Читаем Бироновщина. Два регентства полностью

— Здѣсь зато вы можете ѣздить и зимой, хоть каждый день, мелкой рысцой или курцъ–галопомъ въ манежѣ.

— Въ манежѣ? Нѣтъ, все это не то, не то! Ach du liber Gott!

— Что это вы, Лизавета Романовна, ахаете по–нѣмецки? Словно нѣмка.

— А кто же я, по твоему?

— Какая ужъ вы нѣмка, Господь съ вами! Родились въ Тамбовской губерніи, говорите по–русски, какъ дай Богъ всякому, будете жить здѣсь при русскомъ Дворѣ. Покойный вашъ батюшка (царство Небесное!) тоже былъ вѣдь куда больше русскій, чѣмъ нѣмецъ.

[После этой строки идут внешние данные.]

use serde::{de::DeserializeOwned, Serialize};
use serde_json::{Map, Value};
use std::marker::PhantomData;
use std::sync::Arc;
use tracing::debug;
use uuid::Uuid;

use crate::database::manager::DatabaseError;
use crate::database::store::{Collection, DocumentStore};

/// A type stored as one JSON document in a collection
pub trait Document: Serialize + DeserializeOwned + Send + Sync + 'static {
    const COLLECTION: Collection;

    fn id(&self) -> Option<Uuid>;

    fn set_id(&mut self, id: Uuid);

    /// Documents this one links to that should be written with it under `WriteRule::Write`
    fn linked_documents(&self) -> Result<Vec<LinkedDocument>, DatabaseError> {
        Ok(Vec::new())
    }
}

/// Serialized form of a linked document, ready for the store
#[derive(Debug, Clone, PartialEq)]
pub struct LinkedDocument {
    pub collection: Collection,
    pub id: Uuid,
    pub body: Value,
}

/// What happens to linked documents on insert
#[derive(Debug, Clone, Copy, PartialEq, Eq)]
pub enum WriteRule {
    /// Upsert every fetched link before the owner
    Write,
    /// Store the references only
    DoNothing,
}

/// Typed access to one collection
pub struct Repository<T> {
    store: Arc<dyn DocumentStore>,
    _phantom: PhantomData<T>,
}

impl<T> Clone for Repository<T> {
    fn clone(&self) -> Self {
        Self {
            store: Arc::clone(&self.store),
            _phantom: PhantomData,
        }
    }
}

impl<T: Document> Repository<T> {
    pub fn new(store: Arc<dyn DocumentStore>) -> Self {
        Self {
            store,
            _phantom: PhantomData,
        }
    }

    pub async fn get(&self, id: Uuid) -> Result<Option<T>, DatabaseError> {
        self.store
            .get(T::COLLECTION, id)
            .await?
            .map(Self::decode)
            .transpose()
    }

    pub async fn find_all(&self) -> Result<Vec<T>, DatabaseError> {
        self.store
            .find_all(T::COLLECTION)
            .await?
            .into_iter()
            .map(Self::decode)
            .collect()
    }

    pub async fn find_one_by(&self, field: &str, value: &str) -> Result<Option<T>, DatabaseError> {
        self.store
            .find_one_by(T::COLLECTION, field, value)
            .await?
            .map(Self::decode)
            .transpose()
    }

    /// Assign a fresh id and store the document.
    ///
    /// With `WriteRule::Write` the linked documents are upserted first, one
    /// write each, then the owner is inserted. The sequence is not atomic: a
    /// failure on the owner insert leaves the linked writes in place.
    pub async fn insert(&self, mut doc: T, rule: WriteRule) -> Result<T, DatabaseError> {
        if rule == WriteRule::Write {
            for linked in doc.linked_documents()? {
                debug!("link-write {} {}", linked.collection, linked.id);
                self.store.upsert(linked.collection, linked.id, linked.body).await?;
            }
        }

        let id = Uuid::new_v4();
        doc.set_id(id);
        let body = serde_json::to_value(&doc)?;
        self.store.insert(T::COLLECTION, id, body).await?;
        Ok(doc)
    }

    /// Shallow-merge `fields` onto the stored document. `None` if absent.
    pub async fn merge_update(
        &self,
        id: Uuid,
        fields: Map<String, Value>,
    ) -> Result<Option<T>, DatabaseError> {
        self.store
            .merge_update(T::COLLECTION, id, fields)
            .await?
            .map(Self::decode)
            .transpose()
    }

    pub async fn delete(&self, id: Uuid) -> Result<bool, DatabaseError> {
        self.store.delete(T::COLLECTION, id).await
    }

    fn decode(value: Value) -> Result<T, DatabaseError> {
        Ok(serde_json::from_value(value)?)
    }
}

#[cfg(test)]
mod tests {
    use super::*;
    use crate::database::link::Link;
    use crate::database::memory::MemoryDocumentStore;
    use serde::Deserialize;
    use serde_json::json;

    #[derive(Debug, Clone, Serialize, Deserialize)]
    struct Owner {
        id: Option<Uuid>,
        name: String,
    }

    impl Document for Owner {
        const COLLECTION: Collection = Collection::Users;
        fn id(&self) -> Option<Uuid> {
            self.id
        }
        fn set_id(&mut self, id: Uuid) {
            self.id = Some(id);
        }
    }

    #[derive(Debug, Serialize, Deserialize)]
    struct Owned {
        id: Option<Uuid>,
        label: String,
        owner: Link<Owner>,
    }

    impl Document for Owned {
        const COLLECTION: Collection = Collection::Cars;
        fn id(&self) -> Option<Uuid> {
            self.id
        }
        fn set_id(&mut self, id: Uuid) {
            self.id = Some(id);
        }
        fn linked_documents(&self) -> Result<Vec<LinkedDocument>, DatabaseError> {
            Ok(self.owner.to_linked_document()?.into_iter().collect())
        }
    }

    fn owner_with_id() -> Owner {
        Owner {
            id: Some(Uuid::new_v4()),
            name: "ana".to_string(),
        }
    }

    #[tokio::test]
    async fn write_rule_persists_fetched_link() {
        let store = Arc::new(MemoryDocumentStore::new());
        let owned: Repository<Owned> = Repository::new(store.clone());
        let owners: Repository<Owner> = Repository::new(store.clone());

        let owner = owner_with_id();
        let owner_id = owner.id.unwrap();
        let doc = Owned {
            id: None,
            label: "first".to_string(),
            owner: Link::fetched(owner).unwrap(),
        };

        let saved = owned.insert(doc, WriteRule::Write).await.unwrap();
        let saved_id = saved.id.expect("id assigned on insert");

        let stored_owner = owners.get(owner_id).await.unwrap().expect("linked owner written");
        assert_eq!(stored_owner.name, "ana");

        let raw = store.get(Collection::Cars, saved_id).await.unwrap().unwrap();
        assert_eq!(raw["owner"], json!({ "$ref": "users", "$id": owner_id }));

        let reloaded = owned.get(saved_id).await.unwrap().unwrap();
        assert_eq!(reloaded.owner.id(), owner_id);
        assert!(!reloaded.owner.is_fetched());
    }

    #[tokio::test]
    async fn do_nothing_rule_skips_links() {
        let store = Arc::new(MemoryDocumentStore::new());
        let owned: Repository<Owned> = Repository::new(store.clone());

        let doc = Owned {
            id: None,
            label: "solo".to_string(),
            owner: Link::fetched(owner_with_id()).unwrap(),
        };
        owned.insert(doc, WriteRule::DoNothing).await.unwrap();

        assert_eq!(store.len(Collection::Users).await, 0);
        assert_eq!(store.len(Collection::Cars).await, 1);
    }

    #[tokio::test]
    async fn link_to_wrong_collection_fails_to_decode() {
        let store = Arc::new(MemoryDocumentStore::new());
        let owned: Repository<Owned> = Repository::new(store.clone());
        let id = Uuid::new_v4();
        store
            .insert(
                Collection::Cars,
                id,
                json!({ "id": id, "label": "x", "owner": { "$ref": "cars", "$id": Uuid::new_v4() } }),
            )
            .await
            .unwrap();

        assert!(matches!(owned.get(id).await, Err(DatabaseError::Serialization(_))));
    }

    #[test]
    fn unsaved_document_cannot_be_linked() {
        let owner = Owner {
            id: None,
            name: "nobody".to_string(),
        };
        assert!(Link::fetched(owner).is_none());
    }
}
use async_trait::async_trait;
use axum::{
    extract::FromRequestParts,
    http::{header::AUTHORIZATION, request::Parts, HeaderMap},
};
use uuid::Uuid;

use crate::app::AppState;
use crate::auth::{AuthError, Claims};
use crate::error::ApiError;

/// Raw bearer credential from the Authorization header, not yet verified.
///
/// Handlers that must check the token at a specific point of their workflow
/// take this and hand it to the service.
#[derive(Clone, Debug)]
pub struct BearerToken(pub String);

/// Authenticated user context extracted from a verified JWT
#[derive(Clone, Debug)]
pub struct AuthUser {
    pub user_id: Uuid,
    pub username: String,
}

impl From<Claims> for AuthUser {
    fn from(claims: Claims) -> Self {
        Self {
            user_id: claims.sub,
            username: claims.username,
        }
    }
}

#[async_trait]
impl<S: Send + Sync> FromRequestParts<S> for BearerToken {
    type Rejection = ApiError;

    async fn from_request_parts(parts: &mut Parts, _state: &S) -> Result<Self, Self::Rejection> {
        Ok(BearerToken(extract_jwt_from_headers(&parts.headers)?))
    }
}

#[async_trait]
impl FromRequestParts<AppState> for AuthUser {
    type Rejection = ApiError;

    async fn from_request_parts(
        parts: &mut Parts,
        state: &AppState,
    ) -> Result<Self, Self::Rejection> {
        let token = extract_jwt_from_headers(&parts.headers)?;
        let claims = state.auth.verify(&token)?;
        Ok(AuthUser::from(claims))
    }
}

/// Extract JWT token from Authorization header
fn extract_jwt_from_headers(headers: &HeaderMap) -> Result<String, AuthError> {
    let auth_header = headers
        .get(AUTHORIZATION)
        .ok_or(AuthError::MissingCredential)?;

    let auth_str = auth_header
        .to_str()
        .map_err(|_| AuthError::MalformedCredential("Invalid Authorization header format"))?;

    let token = auth_str
        .strip_prefix("Bearer ")
        .or_else(|| auth_str.strip_prefix("bearer "))
        .ok_or(AuthError::MalformedCredential(
            "Authorization header must use Bearer token format",
        ))?
        .trim();

    if token.is_empty() {
        return Err(AuthError::MalformedCredential("Empty JWT token"));
    }
    Ok(token.to_string())
}
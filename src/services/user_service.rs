use chrono::Utc;
use serde::{Deserialize, Serialize};
use std::sync::Arc;
use thiserror::Error;
use tracing::info;
use uuid::Uuid;

use crate::auth::{hash_password, verify_password, AuthError, AuthHandler};
use crate::database::models::{FieldErrors, LoginRequest, RegisterUser, User, UserProfile};
use crate::database::{DatabaseError, DocumentStore, Repository, WriteRule};

#[derive(Debug, Error)]
pub enum UserError {
    #[error("Username '{0}' is already taken")]
    UsernameTaken(String),

    #[error("Invalid username or password")]
    InvalidCredentials,

    #[error("User {0} not found")]
    NotFound(Uuid),

    #[error("Invalid registration: {0:?}")]
    Invalid(FieldErrors),

    #[error(transparent)]
    Auth(#[from] AuthError),

    #[error(transparent)]
    Database(#[from] DatabaseError),
}

/// Successful login
#[derive(Debug, Clone, PartialEq, Serialize, Deserialize)]
pub struct TokenResponse {
    pub token: String,
    pub token_type: String,
    /// Seconds until the token expires
    pub expires_in: i64,
}

pub struct UserService {
    users: Repository<User>,
    auth: Arc<AuthHandler>,
}

impl UserService {
    pub fn new(store: Arc<dyn DocumentStore>, auth: Arc<AuthHandler>) -> Self {
        Self {
            users: Repository::new(store),
            auth,
        }
    }

    pub async fn register(&self, registration: RegisterUser) -> Result<UserProfile, UserError> {
        registration.validate().map_err(UserError::Invalid)?;

        let username = registration.username.trim().to_string();
        if self.users.find_one_by("username", &username).await?.is_some() {
            return Err(UserError::UsernameTaken(username));
        }

        let password_hash = hash_blocking(registration.password).await?;
        let user = User {
            id: None,
            username: username.clone(),
            email: registration.email.trim().to_string(),
            password_hash,
            created_at: Utc::now(),
        };

        // The unique index catches a concurrent registration that passed the lookup
        let user = match self.users.insert(user, WriteRule::DoNothing).await {
            Ok(user) => user,
            Err(DatabaseError::Conflict(_)) => return Err(UserError::UsernameTaken(username)),
            Err(e) => return Err(e.into()),
        };

        info!("Registered user {}", user.username);
        Ok(user.into())
    }

    pub async fn login(&self, request: LoginRequest) -> Result<TokenResponse, UserError> {
        let user = self
            .users
            .find_one_by("username", request.username.trim())
            .await?
            .ok_or(UserError::InvalidCredentials)?;
        let user_id = user.id.ok_or(UserError::InvalidCredentials)?;

        if !verify_blocking(request.password, user.password_hash).await? {
            return Err(UserError::InvalidCredentials);
        }

        let token = self.auth.issue_token(user_id, &user.username)?;
        info!("User {} logged in", user.username);
        Ok(TokenResponse {
            token,
            token_type: "bearer".to_string(),
            expires_in: self.auth.expires_in(),
        })
    }

    pub async fn profile(&self, user_id: Uuid) -> Result<UserProfile, UserError> {
        self.users
            .get(user_id)
            .await?
            .map(UserProfile::from)
            .ok_or(UserError::NotFound(user_id))
    }
}

// Argon2 is deliberately slow; keep it off the async workers
async fn hash_blocking(password: String) -> Result<String, AuthError> {
    tokio::task::spawn_blocking(move || hash_password(&password))
        .await
        .map_err(|e| AuthError::PasswordHash(e.to_string()))?
}

async fn verify_blocking(password: String, hash: String) -> Result<bool, AuthError> {
    tokio::task::spawn_blocking(move || verify_password(&password, &hash))
        .await
        .map_err(|e| AuthError::PasswordHash(e.to_string()))?
}
use async_trait::async_trait;
use chrono::Utc;
use reqwest::multipart::{Form, Part};
use serde::Deserialize;
use sha1::Sha1;
use sha2::{Digest, Sha256};
use tracing::info;

use super::{Crop, Gravity, MediaUploader, Picture, Transformation, UploadError, UploadOptions, UploadedImage};
use crate::config::{MediaConfig, SignatureAlgorithm};

/// Signed uploads to the Cloudinary image API.
///
/// The signature digest follows `MediaConfig::signature_algorithm`. The client
/// has no request timeout.
pub struct CloudinaryClient {
    http: reqwest::Client,
    cloud_name: String,
    api_key: String,
    api_secret: String,
    api_base_url: String,
    signature_algorithm: SignatureAlgorithm,
}

#[derive(Debug, Deserialize)]
struct UploadResponse {
    secure_url: Option<String>,
    url: Option<String>,
    public_id: Option<String>,
}

#[derive(Debug, Deserialize)]
struct ErrorResponse {
    error: ErrorBody,
}

#[derive(Debug, Deserialize)]
struct ErrorBody {
    message: String,
}

impl Transformation {
    /// Cloudinary transformation string, parameters in alphabetical order
    pub fn to_cloudinary(&self) -> String {
        let crop = match self.crop {
            Crop::Fill => "fill",
        };
        let gravity = match self.gravity {
            Gravity::Auto => "auto",
        };
        format!("c_{},g_{},h_{},w_{}", crop, gravity, self.height, self.width)
    }
}

impl CloudinaryClient {
    pub fn new(config: &MediaConfig) -> Result<Self, UploadError> {
        let http = reqwest::Client::builder()
            .build()
            .map_err(|e| UploadError::Transport(e.to_string()))?;

        Ok(Self {
            http,
            cloud_name: config.cloud_name.clone(),
            api_key: config.api_key.clone(),
            api_secret: config.api_secret.clone(),
            api_base_url: config.api_base_url.clone(),
            signature_algorithm: config.signature_algorithm,
        })
    }

    fn endpoint(&self) -> String {
        format!(
            "{}/v1_1/{}/image/upload",
            self.api_base_url.trim_end_matches('/'),
            self.cloud_name
        )
    }

    /// Sign the request parameters: `k=v` pairs sorted by key, joined with `&`,
    /// the API secret appended, hex digest. `file` and `api_key` are not signed.
    fn sign(params: &[(&str, String)], api_secret: &str, algorithm: SignatureAlgorithm) -> String {
        let mut sorted: Vec<&(&str, String)> = params.iter().collect();
        sorted.sort_by_key(|(key, _)| *key);

        let to_sign = sorted
            .iter()
            .map(|(key, value)| format!("{}={}", key, value))
            .collect::<Vec<_>>()
            .join("&");

        match algorithm {
            SignatureAlgorithm::Sha1 => hex_digest::<Sha1>(&to_sign, api_secret),
            SignatureAlgorithm::Sha256 => hex_digest::<Sha256>(&to_sign, api_secret),
        }
    }
}

fn hex_digest<D: Digest>(to_sign: &str, api_secret: &str) -> String {
    let mut hasher = D::new();
    hasher.update(to_sign.as_bytes());
    hasher.update(api_secret.as_bytes());
    hasher
        .finalize()
        .iter()
        .map(|byte| format!("{:02x}", byte))
        .collect()
}

#[async_trait]
impl MediaUploader for CloudinaryClient {
    async fn upload(
        &self,
        picture: Picture,
        options: &UploadOptions,
    ) -> Result<UploadedImage, UploadError> {
        if picture.data.is_empty() {
            return Err(UploadError::EmptyPayload);
        }

        let params = vec![
            ("folder", options.folder.clone()),
            ("timestamp", Utc::now().timestamp().to_string()),
            ("transformation", options.transformation.to_cloudinary()),
        ];
        let signature = Self::sign(&params, &self.api_secret, self.signature_algorithm);

        let size = picture.data.len();
        let file = Part::bytes(picture.data.to_vec())
            .file_name(picture.file_name.unwrap_or_else(|| "picture".to_string()));

        let mut form = Form::new()
            .text("api_key", self.api_key.clone())
            .text("signature", signature);
        for (key, value) in params {
            form = form.text(key, value);
        }
        let form = form.part("file", file);

        let response = self
            .http
            .post(self.endpoint())
            .multipart(form)
            .send()
            .await
            .map_err(|e| UploadError::Transport(e.to_string()))?;

        let status = response.status();
        if !status.is_success() {
            let message = match response.json::<ErrorResponse>().await {
                Ok(body) => body.error.message,
                Err(_) => status.canonical_reason().unwrap_or("unknown error").to_string(),
            };
            return Err(UploadError::Rejected {
                status: status.as_u16(),
                message,
            });
        }

        let body: UploadResponse = response
            .json()
            .await
            .map_err(|e| UploadError::Transport(e.to_string()))?;

        let url = body
            .secure_url
            .or(body.url)
            .filter(|url| !url.is_empty())
            .ok_or(UploadError::MissingUrl)?;

        info!("Uploaded picture ({} bytes) to {}", size, url);
        Ok(UploadedImage {
            url,
            public_id: body.public_id,
        })
    }
}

— Это–то правда. Онъ не разъ, бывало, говорилъ намъ съ сестрой, что мы — вѣрноподданные русской царицы, а потому должны считать себя русскими. При крещеніи ему дали имя Рейнгольдъ, но называлъ онъ себя также по–русски Романъ.

— Изволите видѣть! Такъ и вы, Лизавета Романовна, смотрите, не забывайте ужъ никогда завѣта родительскаго. Вы будете здѣсь вѣдь въ нѣмецкомъ лагерѣ.

— Развѣ при здѣшнемъ Дворѣ разные лагери?

— А то какъ же: нѣмецкій и русскій. Мои господа, Шуваловы, — въ русскомъ, потому что оба — камеръ–юнкерами цесаревны Елисаветы Петровны.

— Но вѣдь сама–то государыня — настоящая русская, и принцесса Анна Леопольдовна теперь тоже, кажется, уже православная?

— Православная и точно такъ же, какъ сама государыня, въ дѣлѣ душевнаго спасенія и преданіяхъ церковныхъ крѣпка.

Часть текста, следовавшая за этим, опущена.